### Exercise directions
Look through the records below for the line holding "pub fn into_config(self)". Write it out exactly, with each following line through the line holding "needs, using the".

[Saved entries]
##########

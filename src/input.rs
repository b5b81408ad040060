//! URL source.
//!
//! Reads target URLs one per line from a file or standard input and feeds
//! them into the dispatcher's bounded queue.

use std::io::IsTerminal;
use std::path::Path;

use log::debug;
use tokio::io::{AsyncBufRead, AsyncBufReadExt, BufReader};
use tokio::sync::mpsc;

use crate::error_handling::InputError;

/// A line-oriented reader over the URL list.
pub type UrlReader = Box<dyn AsyncBufRead + Unpin + Send>;

/// Opens the URL list: `-` means standard input, anything else a file path.
///
/// # Errors
///
/// Returns `InputError::Open` if the file cannot be opened, or
/// `InputError::NoStdin` if `-` is given while stdin is an interactive terminal.
pub async fn open_url_source(input: &Path) -> Result<UrlReader, InputError> {
    if input.as_os_str() == "-" {
        if std::io::stdin().is_terminal() {
            return Err(InputError::NoStdin);
        }
        return Ok(Box::new(BufReader::new(tokio::io::stdin())));
    }

    let file = tokio::fs::File::open(input)
        .await
        .map_err(|source| InputError::Open {
            path: input.to_path_buf(),
            source,
        })?;
    Ok(Box::new(BufReader::new(file)))
}

/// Sends every URL line from `reader` into `queue`, then drops the sender.
///
/// Lines are trimmed; blank lines and `#` comments are skipped. Everything
/// else, malformed or not, is passed on for the parser to judge. Bytes that
/// are not valid UTF-8 are replaced with U+FFFD rather than ending the read.
/// Blocks while the queue is full.
///
/// # Returns
///
/// The number of lines queued.
///
/// # Errors
///
/// Returns `InputError::Read` if reading fails before end of input.
pub async fn feed_urls<R>(mut reader: R, queue: mpsc::Sender<String>) -> Result<usize, InputError>
where
    R: AsyncBufRead + Unpin,
{
    let mut buf = Vec::new();
    let mut queued = 0usize;

    loop {
        buf.clear();
        if reader.read_until(b'\n', &mut buf).await? == 0 {
            break;
        }

        let line = String::from_utf8_lossy(&buf);
        let trimmed = line.trim();
        if trimmed.is_empty() || trimmed.starts_with('#') {
            continue;
        }
        if queue.send(trimmed.to_string()).await.is_err() {
            // All workers are gone; nothing left to feed.
            break;
        }
        queued += 1;
    }

    debug!("URL source exhausted after {queued} URLs");
    Ok(queued)
}
//! Configuration constants.
//!
//! Defaults for the probing engine plus the fixed values the origin generator
//! builds its candidates from.

use std::time::Duration;

/// Default number of concurrent workers.
pub const DEFAULT_CONCURRENCY: usize = 20;
/// Default pause before every probe request, in milliseconds.
pub const DEFAULT_DELAY_MS: u64 = 100;
/// Default per-request timeout in seconds.
pub const DEFAULT_TIMEOUT_SECS: u64 = 10;
/// Default HTTP method for probe requests.
pub const DEFAULT_METHOD: &str = "GET";

/// TCP connect timeout ceiling in seconds.
///
/// The connect phase never waits longer than the request timeout; this only
/// caps it when the request timeout is very large.
pub const TCP_CONNECT_TIMEOUT_SECS: u64 = 10;

/// Idle keep-alive for pooled connections inside one worker's client.
pub const POOL_IDLE_TIMEOUT: Duration = Duration::from_secs(1);

/// Maximum URL length (2048 characters), matching common browser and server limits.
pub const MAX_URL_LENGTH: usize = 2048;

/// Default User-Agent string for probe requests.
///
/// Users can override this via the `--user-agent` CLI flag.
pub const DEFAULT_USER_AGENT: &str =
    "Mozilla/5.0 (Windows NT 10.0; Win64; x64) AppleWebKit/537.36 (KHTML, like Gecko) Chrome/131.0.0.0 Safari/537.36";

// Origin generation
/// Attacker-controlled domain used in every derived candidate origin.
pub const SENTINEL_DOMAIN: &str = "corsmisc.com";
/// Sentinel label without its TLD (used for suffix and unescaped-dot candidates).
pub const SENTINEL_LABEL: &str = "corsmisc";
/// TLD substituted for the target's own TLD in the cross-TLD candidate.
pub const FOREIGN_TLD: &str = "anothertld";

/// Script-hosting and code-playground origins that are frequently allow-listed by mistake.
pub const THIRD_PARTY_ORIGINS: &[&str] = &[
    "https://whatever.github.io",
    "http://jsbin.com",
    "https://codepen.io",
    "https://jsfiddle.net",
    "http://www.webdevout.net",
    "https://repl.it",
];

/// Characters injected between the target host and the sentinel domain.
///
/// `%60` and `%0b` are sent percent-encoded (backtick, vertical tab); the
/// literal backtick is tested as well.
pub const SPECIAL_CHARS: &[&str] = &[
    "_", "-", "+", "$", "{", "}", "^", "%60", "!", "~", "`", ";", "|", "&", "(", ")", "*", "'",
    "\"", "=", "%0b",
];

// CORS response headers
pub const HEADER_ACCESS_CONTROL_ALLOW_ORIGIN: &str = "Access-Control-Allow-Origin";
pub const HEADER_ACCESS_CONTROL_ALLOW_CREDENTIALS: &str = "Access-Control-Allow-Credentials";
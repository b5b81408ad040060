//! corsmisc library: CORS misconfiguration probing
//!
//! For every target URL this library sends a fixed sequence of requests, each
//! with a different crafted `Origin` header, and records which origins the
//! server echoes back in `Access-Control-Allow-Origin`, together with the
//! `Access-Control-Allow-Credentials` value seen on the matching response.
//!
//! # Example
//!
//! ```no_run
//! use corsmisc::{Config, run_scan};
//!
//! # #[tokio::main]
//! # async fn main() -> Result<(), Box<dyn std::error::Error>> {
//! let config = Config {
//!     input: std::path::PathBuf::from("urls.txt"),
//!     concurrency: 10,
//!     ..Default::default()
//! };
//!
//! let report = run_scan(config).await?;
//! for result in &report.results {
//!     println!("{} reflects {:?} (credentials: {:?})", result.url, result.acao, result.acac);
//! }
//! # Ok(())
//! # }
//! ```
//!
//! # Requirements
//!
//! This library requires a Tokio runtime. Use `#[tokio::main]` in your application
//! or ensure you're calling library functions within an async context.

mod app;
pub mod cli;
pub mod config;
pub mod error_handling;
pub mod export;
pub mod initialization;
pub mod input;
pub mod models;
pub mod origins;
pub mod probe;
pub mod run;
pub mod target;

// Re-export public API
pub use config::{Config, LogFormat, LogLevel};
pub use export::{load_results, save_results};
pub use models::ScanResult;
pub use origins::generate_origins;
pub use probe::{ProbeClient, TargetEvaluator};
pub use run::{probe_urls, run_scan, ScanReport};
pub use target::TargetUrl;
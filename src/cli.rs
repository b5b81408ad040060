//! Command-line interface.
//!
//! Maps command-line flags onto the library `Config`.

use std::path::PathBuf;

use clap::Parser;

use crate::config::{
    Config, LogFormat, LogLevel, DEFAULT_CONCURRENCY, DEFAULT_DELAY_MS, DEFAULT_METHOD,
    DEFAULT_TIMEOUT_SECS, DEFAULT_USER_AGENT,
};

/// Probe web targets for CORS misconfigurations.
#[derive(Debug, Parser)]
#[command(name = "corsmisc", version, about, long_about = None)]
pub struct Cli {
    /// File with one URL per line (`-` reads stdin)
    #[arg(short = 'u', long = "urls", value_name = "PATH", default_value = "-")]
    pub urls: PathBuf,

    /// Write results as a JSON array to this file
    #[arg(short = 'o', long, value_name = "PATH")]
    pub output: Option<PathBuf>,

    /// Number of concurrent workers
    #[arg(short = 'c', long, default_value_t = DEFAULT_CONCURRENCY)]
    pub concurrency: usize,

    /// Delay before each request, in milliseconds
    #[arg(short = 'd', long, value_name = "MS", default_value_t = DEFAULT_DELAY_MS)]
    pub delay: u64,

    /// Per-request timeout in seconds
    #[arg(long, value_name = "SECS", default_value_t = DEFAULT_TIMEOUT_SECS)]
    pub timeout: u64,

    /// HTTP method for probe requests
    #[arg(short = 'X', long, default_value = DEFAULT_METHOD)]
    pub method: String,

    /// Upstream HTTP proxy
    #[arg(short = 'x', long, value_name = "URL")]
    pub proxy: Option<String>,

    /// Try every origin instead of stopping at the first reflection
    #[arg(long)]
    pub all: bool,

    /// Extra request header, `Name: Value` (repeatable)
    #[arg(short = 'H', long = "header", value_name = "HEADER")]
    pub headers: Vec<String>,

    /// User-Agent header value
    #[arg(long, default_value = DEFAULT_USER_AGENT)]
    pub user_agent: String,

    /// Disable colored output
    #[arg(long)]
    pub no_color: bool,

    /// Log failed requests (same as `--log-level debug`)
    #[arg(short = 'v', long)]
    pub verbose: bool,

    /// Log level
    #[arg(long, value_enum, default_value = "info")]
    pub log_level: LogLevel,

    /// Log format
    #[arg(long, value_enum, default_value = "plain")]
    pub log_format: LogFormat,
}

impl Cli {
    /// Converts parsed flags into a library `Config`.
    pub fn into_config(self) -> Config {
        let log_level = if self.verbose && self.log_level == LogLevel::Info {
            LogLevel::Debug
        } else {
            self.log_level
        };

        Config {
            input: self.urls,
            output: self.output,
            concurrency: self.concurrency,
            delay_ms: self.delay,
            timeout_seconds: self.timeout,
            method: self.method,
            proxy: self.proxy,
            all_origins: self.all,
            headers: self.headers,
            user_agent: self.user_agent,
            log_level,
            log_format: self.log_format,
            no_color: self.no_color,
        }
    }
}
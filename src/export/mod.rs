//! Result persistence.
//!
//! The run hands its collected results to this sink once, after every worker
//! has finished.

mod json;

pub use json::{load_results, resolve_output_path, save_results};
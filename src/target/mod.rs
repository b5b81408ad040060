//! Target URL parsing.
//!
//! Splits a raw URL into the parts the origin generator needs, using the
//! Public Suffix List (PSL) to find the registrable domain:
//!
//! - `scheme` - `http` or `https`
//! - `domain` - registrable domain without its suffix (`example` for `www.example.co.uk`)
//! - `tld` - the public suffix (`co.uk`)
//!
//! Hosts without a registrable domain (IP literals, `localhost`) keep the whole
//! host as `domain` and an empty `tld`.

use psl::{List, Psl};
use url::{Host, Url};

use crate::config::MAX_URL_LENGTH;
use crate::error_handling::TargetError;

/// A parsed probe target. Immutable once built.
#[derive(Debug, Clone, PartialEq, Eq)]
pub struct TargetUrl {
    raw: String,
    canonical: String,
    scheme: String,
    domain: String,
    tld: String,
}

impl TargetUrl {
    /// Parses a raw URL string.
    ///
    /// The raw string (trimmed) is kept verbatim: probe requests are sent to
    /// exactly what was read, never to a rewritten URL.
    ///
    /// # Errors
    ///
    /// Returns a `TargetError` if the URL is too long, does not parse, uses a
    /// scheme other than http/https, or has no host.
    pub fn parse(raw: &str) -> Result<Self, TargetError> {
        let raw = raw.trim();
        if raw.len() > MAX_URL_LENGTH {
            return Err(TargetError::TooLong {
                length: raw.len(),
                max: MAX_URL_LENGTH,
            });
        }

        let parsed = Url::parse(raw).map_err(|e| TargetError::InvalidUrl {
            url: raw.to_string(),
            reason: e.to_string(),
        })?;

        match parsed.scheme() {
            "http" | "https" => {}
            other => {
                return Err(TargetError::UnsupportedScheme {
                    url: raw.to_string(),
                    scheme: other.to_string(),
                })
            }
        }

        let (domain, tld) = match parsed.host() {
            Some(Host::Domain(host)) => split_host(host.trim_end_matches('.')),
            Some(Host::Ipv4(addr)) => (addr.to_string(), String::new()),
            Some(Host::Ipv6(addr)) => (format!("[{addr}]"), String::new()),
            None => return Err(TargetError::MissingHost(raw.to_string())),
        };
        if domain.is_empty() {
            return Err(TargetError::MissingHost(raw.to_string()));
        }

        Ok(Self {
            raw: raw.to_string(),
            canonical: parsed.to_string(),
            scheme: parsed.scheme().to_string(),
            domain,
            tld,
        })
    }

    /// The URL exactly as supplied (trimmed); probe requests go here.
    pub fn as_str(&self) -> &str {
        &self.raw
    }

    /// The normalized serialization of the URL.
    pub fn canonical(&self) -> &str {
        &self.canonical
    }

    pub fn scheme(&self) -> &str {
        &self.scheme
    }

    pub fn domain(&self) -> &str {
        &self.domain
    }

    pub fn tld(&self) -> &str {
        &self.tld
    }

    /// `{domain}.{tld}`, or just `{domain}` when there is no public suffix.
    pub fn registrable(&self) -> String {
        if self.tld.is_empty() {
            self.domain.clone()
        } else {
            format!("{}.{}", self.domain, self.tld)
        }
    }
}

impl std::fmt::Display for TargetUrl {
    fn fmt(&self, f: &mut std::fmt::Formatter<'_>) -> std::fmt::Result {
        f.write_str(&self.raw)
    }
}

/// Splits a DNS host into (registrable label, public suffix).
fn split_host(host: &str) -> (String, String) {
    let Some(registrable) = List.domain(host.as_bytes()) else {
        return (host.to_string(), String::new());
    };
    let suffix = String::from_utf8_lossy(registrable.suffix().as_bytes()).to_string();
    let registrable = String::from_utf8_lossy(registrable.as_bytes()).to_string();

    let label = registrable
        .strip_suffix(&suffix)
        .and_then(|rest| rest.strip_suffix('.'))
        .unwrap_or(&registrable)
        .to_string();
    (label, suffix)
}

##########

### Problem solution
    pub fn into_config(self) -> Config {
        let log_level = if self.verbose && self.log_level == LogLevel::Info {
            LogLevel::Debug
        } else {
            self.log_level
        };

        Config {
            input: self.urls,
            output: self.output,
            concurrency: self.concurrency,
            delay_ms: self.delay,
            timeout_seconds: self.timeout,
            method: self.method,
            proxy: self.proxy,
            all_origins: self.all,
            headers: self.headers,
            user_agent: self.user_agent,
            log_level,
            log_format: self.log_format,
            no_color: self.no_color,
        }
    }
}
filename src/export/mod.rs
//! Result persistence.
//!
//! The run hands its collected results to this sink once, after every worker
//! has finished.

mod json;

pub use json::{load_results, resolve_output_path, save_results};
filename src/target/mod.rs
repository b5b81408ad040060
//! Target URL parsing.
//!
//! Splits a raw URL into the parts the origin generator needs, using the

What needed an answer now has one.